Relationship of water and soil migration with rainfall frequency

Figure 7 indicates that the runoff rate and sediment yield in each stage were also affected by the weekly rainfall frequency. Figure 7(I) shows that weekly rainfall event frequency (RE) also significantly affected the resulting runoff and sediment yields. A total of 58.10% of the weeks in the research period contained more than three rainfall events, while 10.48% experienced no rainfall events. The runoff rate (Rt/P), surface sediment (Ssur), and subsurface sediment (Ssub) yield presented significant simple linear relationships with the RE, but the R2 values were too low. The weekly RE influenced the Rt/P and Rsub/Rt in the SFP and MPS more obviously than those in the CPS (as shown in Figure 7(II)), while it affected the Ssur and Ssub in the SFP more remarkably than those in the CPS and MPS. Notably, Rsub/Rt expressed positive significant relationships with RE in the CPS and MPS (as shown in Figure 7(III) and 7(IV)), which meant that the more weekly RE there was, the more subsurface flow yield would be produced.

Figure 7

Relationship of weekly rainfall event times (RE) in the trial period (I), corn planting stage (CPS) (II), summer fallow period (SFP) (III) and mustard planting stage (MPS) (IV) with (a) runoff rate (Rt/P) and subsurface flow rate (Rsub/Rt), (b) surface sediment yield (Ssur) and subsurface sediment yield (Ssub).
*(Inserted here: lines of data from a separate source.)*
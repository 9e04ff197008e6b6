//! Scripted producers for tests

use async_trait::async_trait;
use council_core::{
    Action, Producer, ProducerError, ProposalTask, RawOutput, RevisionTask, Role,
};
use serde_json::{Value, json};
use std::sync::Mutex;
use std::sync::atomic::{AtomicU32, Ordering};
use std::time::Duration;

/// One scripted reply
#[derive(Debug, Clone)]
pub enum Step {
    Reply(Value),
    Fail(String),
    Hang,
}

pub fn position(action: Action, conviction: f64, thesis: &str) -> Step {
    Step::Reply(json!({
        "action": action.as_str(),
        "conviction": conviction,
        "thesis": thesis,
        "evidence": [format!("{thesis} (evidence)")],
    }))
}

/// A producer replaying scripted steps; the last step repeats forever
#[derive(Debug)]
pub struct ScriptedProducer {
    role: Role,
    proposals: Vec<Step>,
    revisions: Mutex<Vec<Step>>,
    propose_calls: AtomicU32,
    revise_calls: AtomicU32,
    seen_peers: Mutex<Vec<Vec<Role>>>,
}

impl ScriptedProducer {
    pub fn new(role: Role, proposals: Vec<Step>) -> Self {
        Self {
            role,
            proposals,
            revisions: Mutex::new(Vec::new()),
            propose_calls: AtomicU32::new(0),
            revise_calls: AtomicU32::new(0),
            seen_peers: Mutex::new(Vec::new()),
        }
    }

    pub fn buy(role: Role, conviction: f64) -> Self {
        Self::new(role, vec![position(Action::Buy, conviction, &format!("{role} bullish"))])
    }

    pub fn sell(role: Role, conviction: f64) -> Self {
        Self::new(role, vec![position(Action::Sell, conviction, &format!("{role} bearish"))])
    }

    pub fn hold(role: Role, conviction: f64) -> Self {
        Self::new(role, vec![position(Action::Hold, conviction, &format!("{role} flat"))])
    }

    pub fn failing(role: Role) -> Self {
        Self::new(role, vec![Step::Fail(format!("{role} unavailable"))])
    }

    pub fn hanging(role: Role) -> Self {
        Self::new(role, vec![Step::Hang])
    }

    /// Revision replies, one per round
    pub fn revising(self, steps: Vec<Step>) -> Self {
        *self.revisions.lock().unwrap() = steps;
        self
    }

    pub fn propose_calls(&self) -> u32 {
        self.propose_calls.load(Ordering::SeqCst)
    }

    pub fn revise_calls(&self) -> u32 {
        self.revise_calls.load(Ordering::SeqCst)
    }

    /// Peer roles shown on each revision call
    pub fn seen_peers(&self) -> Vec<Vec<Role>> {
        self.seen_peers.lock().unwrap().clone()
    }

    async fn play(step: Option<Step>) -> Result<RawOutput, ProducerError> {
        match step {
            Some(Step::Reply(payload)) => Ok(RawOutput::structured(payload)),
            Some(Step::Fail(message)) => Err(ProducerError::Failed(message)),
            Some(Step::Hang) => {
                tokio::time::sleep(Duration::from_secs(86_400)).await;
                Err(ProducerError::Failed("hung".to_string()))
            }
            None => Err(ProducerError::Failed("no scripted reply".to_string())),
        }
    }
}

fn pick(steps: &[Step], index: u32) -> Option<Step> {
    let index = usize::try_from(index).unwrap_or(usize::MAX);
    steps.get(index).or_else(|| steps.last()).cloned()
}

#[async_trait]
impl Producer for ScriptedProducer {
    fn role(&self) -> Role {
        self.role
    }

    async fn propose(&self, _task: &ProposalTask) -> Result<RawOutput, ProducerError> {
        let call = self.propose_calls.fetch_add(1, Ordering::SeqCst);
        Self::play(pick(&self.proposals, call)).await
    }

    async fn revise(&self, task: &RevisionTask) -> Result<RawOutput, ProducerError> {
        self.revise_calls.fetch_add(1, Ordering::SeqCst);
        self.seen_peers
            .lock()
            .unwrap()
            .push(task.peers.iter().map(|p| p.role).collect());
        let step = {
            let revisions = self.revisions.lock().unwrap();
            pick(&revisions, task.round - 1)
        };
        match step {
            Some(step) => Self::play(Some(step)).await,
            // No script: stand by the prior position.
            None => Ok(RawOutput::structured(json!({
                "action": task.prior.action().as_str(),
                "conviction": task.prior.conviction(),
                "thesis": task.prior.thesis(),
                "evidence": task.prior.evidence(),
            }))),
        }
    }
}
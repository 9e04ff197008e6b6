//! Decision requests

use chrono::{DateTime, Utc};
use serde::{Deserialize, Serialize};
use std::fmt;
use std::str::FromStr;

use crate::{Error, Result};

/// Investment horizon of a request
#[derive(Debug, Clone, Copy, Default, PartialEq, Eq, Hash, Serialize, Deserialize)]
#[serde(rename_all = "lowercase")]
pub enum Horizon {
    /// Days to a few weeks
    #[default]
    Short,
    /// Weeks to a few months
    Medium,
    /// Months and beyond
    Long,
}

impl Horizon {
    /// Lowercase identifier
    pub fn as_str(&self) -> &'static str {
        match self {
            Self::Short => "short",
            Self::Medium => "medium",
            Self::Long => "long",
        }
    }
}

impl fmt::Display for Horizon {
    fn fmt(&self, f: &mut fmt::Formatter<'_>) -> fmt::Result {
        f.write_str(self.as_str())
    }
}

impl FromStr for Horizon {
    type Err = Error;

    fn from_str(s: &str) -> Result<Self> {
        match s.trim().to_ascii_lowercase().as_str() {
            "short" => Ok(Self::Short),
            "medium" => Ok(Self::Medium),
            "long" => Ok(Self::Long),
            other => Err(Error::InvalidRequest(format!(
                "unknown horizon '{other}' (expected short, medium or long)"
            ))),
        }
    }
}

/// A request for a decision about one subject
///
/// Requests are immutable once built; the pipeline only ever reads them.
///
/// # Example
///
/// ```
/// use council_core::{Horizon, Request};
///
/// let request = Request::new("AAPL", Horizon::Medium)
///     .unwrap()
///     .with_context("earnings next week");
///
/// assert_eq!(request.subject(), "AAPL");
/// assert_eq!(request.context(), Some("earnings next week"));
/// ```
#[derive(Debug, Clone, PartialEq, Serialize, Deserialize)]
pub struct Request {
    subject: String,
    horizon: Horizon,
    #[serde(default, skip_serializing_if = "Option::is_none")]
    context: Option<String>,
    as_of: DateTime<Utc>,
}

impl Request {
    /// Create a request stamped with the current time
    pub fn new(subject: impl Into<String>, horizon: Horizon) -> Result<Self> {
        let subject = subject.into().trim().to_string();
        if subject.is_empty() {
            return Err(Error::InvalidRequest("subject must not be empty".to_string()));
        }

        Ok(Self {
            subject,
            horizon,
            context: None,
            as_of: Utc::now(),
        })
    }

    /// Attach free-text context
    pub fn with_context(mut self, context: impl Into<String>) -> Self {
        let context = context.into();
        self.context = (!context.trim().is_empty()).then_some(context);
        self
    }

    /// Override the as-of timestamp
    pub fn with_as_of(mut self, as_of: DateTime<Utc>) -> Self {
        self.as_of = as_of;
        self
    }

    /// Subject identifier (e.g. a ticker)
    pub fn subject(&self) -> &str {
        &self.subject
    }

    /// Investment horizon
    pub fn horizon(&self) -> Horizon {
        self.horizon
    }

    /// Optional free-text context
    pub fn context(&self) -> Option<&str> {
        self.context.as_deref()
    }

    /// Timestamp the request refers to
    pub fn as_of(&self) -> DateTime<Utc> {
        self.as_of
    }
}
The solid line is the best-fit line; the dotted lines are the 95% confidence bands. The NS represents no significant relationship at p = 0.05. NS represents no significant correlation.

Figure 7

Relationship of weekly rainfall event times (RE) in the trial period (I), corn planting stage (CPS) (II), summer fallow period (SFP) (III) and mustard planting stage (MPS) (IV) with (a) runoff rate (Rt/P) and subsurface flow rate (Rsub/Rt), (b) surface sediment yield (Ssur) and subsurface sediment yield (Ssub). The solid line is the best-fit line; the dotted lines are the 95% confidence bands. The NS represents no significant relationship at p = 0.05. NS represents no significant correlation.

As shown in Table 3, the TRE presented extremely significant correlations with the Rt/P, Rsub/Rt, Ssur, Ssub components, while the HRE only showed significant correlations with the Rt/P in the CPS. TREs presented significant or extremely significant correlations with Rt/P, Ssur,Ssub. Simultaneously, HREs only indicated an extremely significant correlation with Rt/P, and HREs presented significant correlations with the Rt/P and Ssub in the SFP. MREs presented significant or extremely significant correlations with Rt/P, Ssur, and Ssub in the MPS. LREs showed no significant relationship with each factor in every stage. TREs presented extremely significant relationships with Rt/P, Rsub/Rt, Ssur, and Ssub throughout the entire test period. HREs only showed a significant relationship with Rt/P. Additionally, MRE and LRE showed no significant relationship with any factor.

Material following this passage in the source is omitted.